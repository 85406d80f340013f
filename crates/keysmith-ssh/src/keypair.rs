// ABOUTME: In-memory key pair generation for RSA, Ed25519, and ECDSA.
// ABOUTME: Encodes private keys as PKCS8 PEM and public keys in OpenSSH format.

use crate::algorithm::{EcdsaCurve, KeyParams, RSA_EXPONENT};
use crate::error::{KeygenError, Result};
use ed25519_dalek::SigningKey;
use p256::elliptic_curve::sec1::ToEncodedPoint;
use pkcs8::{EncodePrivateKey, LineEnding};
use rand::rngs::{OsRng, StdRng};
use rand::{RngCore, SeedableRng};
use rsa::traits::PublicKeyParts;
use rsa::{BigUint, RsaPrivateKey};
use ssh_key::public::{EcdsaPublicKey, Ed25519PublicKey, KeyData, RsaPublicKey};
use ssh_key::{Mpint, PublicKey};
use std::fmt;
use zeroize::Zeroizing;

enum KeyMaterial {
    Rsa(Box<RsaPrivateKey>),
    Ed25519(SigningKey),
    EcdsaP256(p256::SecretKey),
    EcdsaP384(p384::SecretKey),
    EcdsaP521(p521::SecretKey),
}

/// A freshly generated private key and the parameters it was made with.
///
/// The secret types zeroize their memory on drop, and `Debug` never prints
/// key material.
pub struct KeyPair {
    params: KeyParams,
    material: KeyMaterial,
}

impl fmt::Debug for KeyPair {
    fn fmt(&self, f: &mut fmt::Formatter<'_>) -> fmt::Result {
        f.debug_struct("KeyPair")
            .field("params", &self.params)
            .finish_non_exhaustive()
    }
}

/// Generate a key pair for validated parameters using the OS random source.
///
/// # Errors
/// Returns `KeygenError::GenerationFailed` if the primitive rejects the
/// parameters or the entropy source is unavailable.
pub fn generate(params: &KeyParams) -> Result<KeyPair> {
    let mut rng = seeded_rng()?;
    generate_with_rng(params, &mut rng)
}

/// CSPRNG seeded from the OS. The primitives draw from this instead of
/// `OsRng` directly, because `OsRng` panics when the OS source fails.
fn seeded_rng() -> Result<StdRng> {
    let mut seed = Zeroizing::new([0u8; 32]);
    OsRng.try_fill_bytes(&mut seed[..]).map_err(|e| {
        KeygenError::GenerationFailed(format!("entropy source unavailable: {e}"))
    })?;
    Ok(StdRng::from_seed(*seed))
}

fn generate_with_rng(params: &KeyParams, rng: &mut StdRng) -> Result<KeyPair> {
    let material = match *params {
        KeyParams::Rsa { bits } => {
            let exponent = BigUint::from(RSA_EXPONENT);
            let key = RsaPrivateKey::new_with_exp(rng, bits, &exponent).map_err(|e| {
                KeygenError::GenerationFailed(format!("rsa {bits} bits: {e}"))
            })?;
            KeyMaterial::Rsa(Box::new(key))
        }
        KeyParams::Ed25519 => {
            let mut seed = Zeroizing::new([0u8; 32]);
            rng.fill_bytes(&mut seed[..]);
            KeyMaterial::Ed25519(SigningKey::from_bytes(&seed))
        }
        KeyParams::Ecdsa(EcdsaCurve::NistP256) => {
            KeyMaterial::EcdsaP256(p256::SecretKey::random(rng))
        }
        KeyParams::Ecdsa(EcdsaCurve::NistP384) => {
            KeyMaterial::EcdsaP384(p384::SecretKey::random(rng))
        }
        KeyParams::Ecdsa(EcdsaCurve::NistP521) => {
            KeyMaterial::EcdsaP521(p521::SecretKey::random(rng))
        }
    };

    Ok(KeyPair {
        params: *params,
        material,
    })
}

impl KeyPair {
    /// Parameters this pair was generated with.
    pub fn params(&self) -> KeyParams {
        self.params
    }

    /// Encode the private key as PKCS8 PEM.
    ///
    /// An empty passphrase yields a plain `PRIVATE KEY` block. Otherwise the
    /// key is wrapped in an `ENCRYPTED PRIVATE KEY` block (PBES2 with scrypt
    /// and AES-256-CBC).
    ///
    /// # Errors
    /// Returns `KeygenError::SerializeKey` if DER or PEM encoding fails, or
    /// `KeygenError::GenerationFailed` if no salt can be drawn.
    pub fn to_pkcs8_pem(&self, passphrase: &str) -> Result<Zeroizing<String>> {
        match &self.material {
            KeyMaterial::Rsa(key) => encode_pkcs8(&**key, passphrase),
            KeyMaterial::Ed25519(key) => encode_pkcs8(key, passphrase),
            KeyMaterial::EcdsaP256(key) => encode_pkcs8(key, passphrase),
            KeyMaterial::EcdsaP384(key) => encode_pkcs8(key, passphrase),
            KeyMaterial::EcdsaP521(key) => encode_pkcs8(key, passphrase),
        }
    }

    /// Public half of the pair as an `ssh_key::PublicKey` carrying `comment`.
    ///
    /// # Errors
    /// Returns `KeygenError::EncodePublicKey` if the key cannot be expressed in
    /// SSH wire format.
    pub fn public_key(&self, comment: &str) -> Result<PublicKey> {
        Ok(PublicKey::new(self.key_data()?, clean_comment(comment)))
    }

    /// Single-line OpenSSH public key: `<type> <base64>[ <comment>]`.
    ///
    /// Control characters in the comment become spaces so the line stays a
    /// single line. The comment is then trimmed; a blank comment adds nothing,
    /// not even a space.
    ///
    /// # Errors
    /// Returns `KeygenError::EncodePublicKey` if encoding fails.
    pub fn to_openssh_public(&self, comment: &str) -> Result<String> {
        let mut line = PublicKey::new(self.key_data()?, "")
            .to_openssh()
            .map_err(KeygenError::EncodePublicKey)?;

        let comment = clean_comment(comment);
        if !comment.is_empty() {
            line.push(' ');
            line.push_str(&comment);
        }
        Ok(line)
    }

    fn key_data(&self) -> Result<KeyData> {
        let key_data = match &self.material {
            KeyMaterial::Rsa(key) => {
                let e = Mpint::from_positive_bytes(&key.e().to_bytes_be())
                    .map_err(KeygenError::EncodePublicKey)?;
                let n = Mpint::from_positive_bytes(&key.n().to_bytes_be())
                    .map_err(KeygenError::EncodePublicKey)?;
                KeyData::Rsa(RsaPublicKey { e, n })
            }
            KeyMaterial::Ed25519(key) => {
                KeyData::Ed25519(Ed25519PublicKey(key.verifying_key().to_bytes()))
            }
            KeyMaterial::EcdsaP256(key) => {
                ecdsa_key_data(key.public_key().to_encoded_point(false).as_bytes())?
            }
            KeyMaterial::EcdsaP384(key) => {
                ecdsa_key_data(key.public_key().to_encoded_point(false).as_bytes())?
            }
            KeyMaterial::EcdsaP521(key) => {
                ecdsa_key_data(key.public_key().to_encoded_point(false).as_bytes())?
            }
        };
        Ok(key_data)
    }
}

fn clean_comment(comment: &str) -> String {
    comment
        .chars()
        .map(|c| if c.is_control() { ' ' } else { c })
        .collect::<String>()
        .trim()
        .to_string()
}

fn ecdsa_key_data(sec1_point: &[u8]) -> Result<KeyData> {
    EcdsaPublicKey::from_sec1_bytes(sec1_point)
        .map(KeyData::Ecdsa)
        .map_err(KeygenError::EncodePublicKey)
}

fn encode_pkcs8(key: &impl EncodePrivateKey, passphrase: &str) -> Result<Zeroizing<String>> {
    let pem = if passphrase.is_empty() {
        key.to_pkcs8_pem(LineEnding::LF)
    } else {
        let mut rng = seeded_rng()?;
        key.to_pkcs8_encrypted_pem(&mut rng, passphrase, LineEnding::LF)
    };
    pem.map_err(KeygenError::SerializeKey)
}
# # # # # # #
EXERCISE. Every entry above should be transcribed exactly as it appears.

REPLY TO THE EXERCISE.
repository 85406d80f340013f
filename crates/keysmith-ssh/src/keypair.rs
// ABOUTME: In-memory key pair generation for RSA, Ed25519, and ECDSA.
// ABOUTME: Encodes private keys as PKCS8 PEM and public keys in OpenSSH format.

use crate::algorithm::{EcdsaCurve, KeyParams, RSA_EXPONENT};
use crate::error::{KeygenError, Result};
use ed25519_dalek::SigningKey;
use p256::elliptic_curve::sec1::ToEncodedPoint;
use pkcs8::{EncodePrivateKey, LineEnding};
use rand::rngs::{OsRng, StdRng};
use rand::{RngCore, SeedableRng};
use rsa::traits::PublicKeyParts;
use rsa::{BigUint, RsaPrivateKey};
use ssh_key::public::{EcdsaPublicKey, Ed25519PublicKey, KeyData, RsaPublicKey};
use ssh_key::{Mpint, PublicKey};
use std::fmt;
use zeroize::Zeroizing;

enum KeyMaterial {
    Rsa(Box<RsaPrivateKey>),
    Ed25519(SigningKey),
    EcdsaP256(p256::SecretKey),
    EcdsaP384(p384::SecretKey),
    EcdsaP521(p521::SecretKey),
}

/// A freshly generated private key and the parameters it was made with.
///
/// The secret types zeroize their memory on drop, and `Debug` never prints
/// key material.
pub struct KeyPair {
    params: KeyParams,
    material: KeyMaterial,
}

impl fmt::Debug for KeyPair {
    fn fmt(&self, f: &mut fmt::Formatter<'_>) -> fmt::Result {
        f.debug_struct("KeyPair")
            .field("params", &self.params)
            .finish_non_exhaustive()
    }
}

/// Generate a key pair for validated parameters using the OS random source.
///
/// # Errors
/// Returns `KeygenError::GenerationFailed` if the primitive rejects the
/// parameters or the entropy source is unavailable.
pub fn generate(params: &KeyParams) -> Result<KeyPair> {
    let mut rng = seeded_rng()?;
    generate_with_rng(params, &mut rng)
}

/// CSPRNG seeded from the OS. The primitives draw from this instead of
/// `OsRng` directly, because `OsRng` panics when the OS source fails.
fn seeded_rng() -> Result<StdRng> {
    let mut seed = Zeroizing::new([0u8; 32]);
    OsRng.try_fill_bytes(&mut seed[..]).map_err(|e| {
        KeygenError::GenerationFailed(format!("entropy source unavailable: {e}"))
    })?;
    Ok(StdRng::from_seed(*seed))
}

fn generate_with_rng(params: &KeyParams, rng: &mut StdRng) -> Result<KeyPair> {
    let material = match *params {
        KeyParams::Rsa { bits } => {
            let exponent = BigUint::from(RSA_EXPONENT);
            let key = RsaPrivateKey::new_with_exp(rng, bits, &exponent).map_err(|e| {
                KeygenError::GenerationFailed(format!("rsa {bits} bits: {e}"))
            })?;
            KeyMaterial::Rsa(Box::new(key))
        }
        KeyParams::Ed25519 => {
            let mut seed = Zeroizing::new([0u8; 32]);
            rng.fill_bytes(&mut seed[..]);
            KeyMaterial::Ed25519(SigningKey::from_bytes(&seed))
        }
        KeyParams::Ecdsa(EcdsaCurve::NistP256) => {
            KeyMaterial::EcdsaP256(p256::SecretKey::random(rng))
        }
        KeyParams::Ecdsa(EcdsaCurve::NistP384) => {
            KeyMaterial::EcdsaP384(p384::SecretKey::random(rng))
        }
        KeyParams::Ecdsa(EcdsaCurve::NistP521) => {
            KeyMaterial::EcdsaP521(p521::SecretKey::random(rng))
        }
    };

    Ok(KeyPair {
        params: *params,
        material,
    })
}

impl KeyPair {
    /// Parameters this pair was generated with.
    pub fn params(&self) -> KeyParams {
        self.params
    }

    /// Encode the private key as PKCS8 PEM.
    ///
    /// An empty passphrase yields a plain `PRIVATE KEY` block. Otherwise the
    /// key is wrapped in an `ENCRYPTED PRIVATE KEY` block (PBES2 with scrypt
    /// and AES-256-CBC).
    ///
    /// # Errors
    /// Returns `KeygenError::SerializeKey` if DER or PEM encoding fails, or
    /// `KeygenError::GenerationFailed` if no salt can be drawn.
    pub fn to_pkcs8_pem(&self, passphrase: &str) -> Result<Zeroizing<String>> {
        match &self.material {
            KeyMaterial::Rsa(key) => encode_pkcs8(&**key, passphrase),
            KeyMaterial::Ed25519(key) => encode_pkcs8(key, passphrase),
            KeyMaterial::EcdsaP256(key) => encode_pkcs8(key, passphrase),
            KeyMaterial::EcdsaP384(key) => encode_pkcs8(key, passphrase),
            KeyMaterial::EcdsaP521(key) => encode_pkcs8(key, passphrase),
        }
    }

    /// Public half of the pair as an `ssh_key::PublicKey` carrying `comment`.
    ///
    /// # Errors
    /// Returns `KeygenError::EncodePublicKey` if the key cannot be expressed in
    /// SSH wire format.
    pub fn public_key(&self, comment: &str) -> Result<PublicKey> {
        Ok(PublicKey::new(self.key_data()?, clean_comment(comment)))
    }

    /// Single-line OpenSSH public key: `<type> <base64>[ <comment>]`.
    ///
    /// Control characters in the comment become spaces so the line stays a
    /// single line. The comment is then trimmed; a blank comment adds nothing,
    /// not even a space.
    ///
    /// # Errors
    /// Returns `KeygenError::EncodePublicKey` if encoding fails.
    pub fn to_openssh_public(&self, comment: &str) -> Result<String> {
        let mut line = PublicKey::new(self.key_data()?, "")
            .to_openssh()
            .map_err(KeygenError::EncodePublicKey)?;

        let comment = clean_comment(comment);
        if !comment.is_empty() {
            line.push(' ');
            line.push_str(&comment);
        }
        Ok(line)
    }

    fn key_data(&self) -> Result<KeyData> {
        let key_data = match &self.material {
            KeyMaterial::Rsa(key) => {
                let e = Mpint::from_positive_bytes(&key.e().to_bytes_be())
                    .map_err(KeygenError::EncodePublicKey)?;
                let n = Mpint::from_positive_bytes(&key.n().to_bytes_be())
                    .map_err(KeygenError::EncodePublicKey)?;
                KeyData::Rsa(RsaPublicKey { e, n })
            }
            KeyMaterial::Ed25519(key) => {
                KeyData::Ed25519(Ed25519PublicKey(key.verifying_key().to_bytes()))
            }
            KeyMaterial::EcdsaP256(key) => {
                ecdsa_key_data(key.public_key().to_encoded_point(false).as_bytes())?
            }
            KeyMaterial::EcdsaP384(key) => {
                ecdsa_key_data(key.public_key().to_encoded_point(false).as_bytes())?
            }
            KeyMaterial::EcdsaP521(key) => {
                ecdsa_key_data(key.public_key().to_encoded_point(false).as_bytes())?
            }
        };
        Ok(key_data)
    }
}

fn clean_comment(comment: &str) -> String {
    comment
        .chars()
        .map(|c| if c.is_control() { ' ' } else { c })
        .collect::<String>()
        .trim()
        .to_string()
}

fn ecdsa_key_data(sec1_point: &[u8]) -> Result<KeyData> {
    EcdsaPublicKey::from_sec1_bytes(sec1_point)
        .map(KeyData::Ecdsa)
        .map_err(KeygenError::EncodePublicKey)
}

fn encode_pkcs8(key: &impl EncodePrivateKey, passphrase: &str) -> Result<Zeroizing<String>> {
    let pem = if passphrase.is_empty() {
        key.to_pkcs8_pem(LineEnding::LF)
    } else {
        let mut rng = seeded_rng()?;
        key.to_pkcs8_encrypted_pem(&mut rng, passphrase, LineEnding::LF)
    };
    pem.map_err(KeygenError::SerializeKey)
}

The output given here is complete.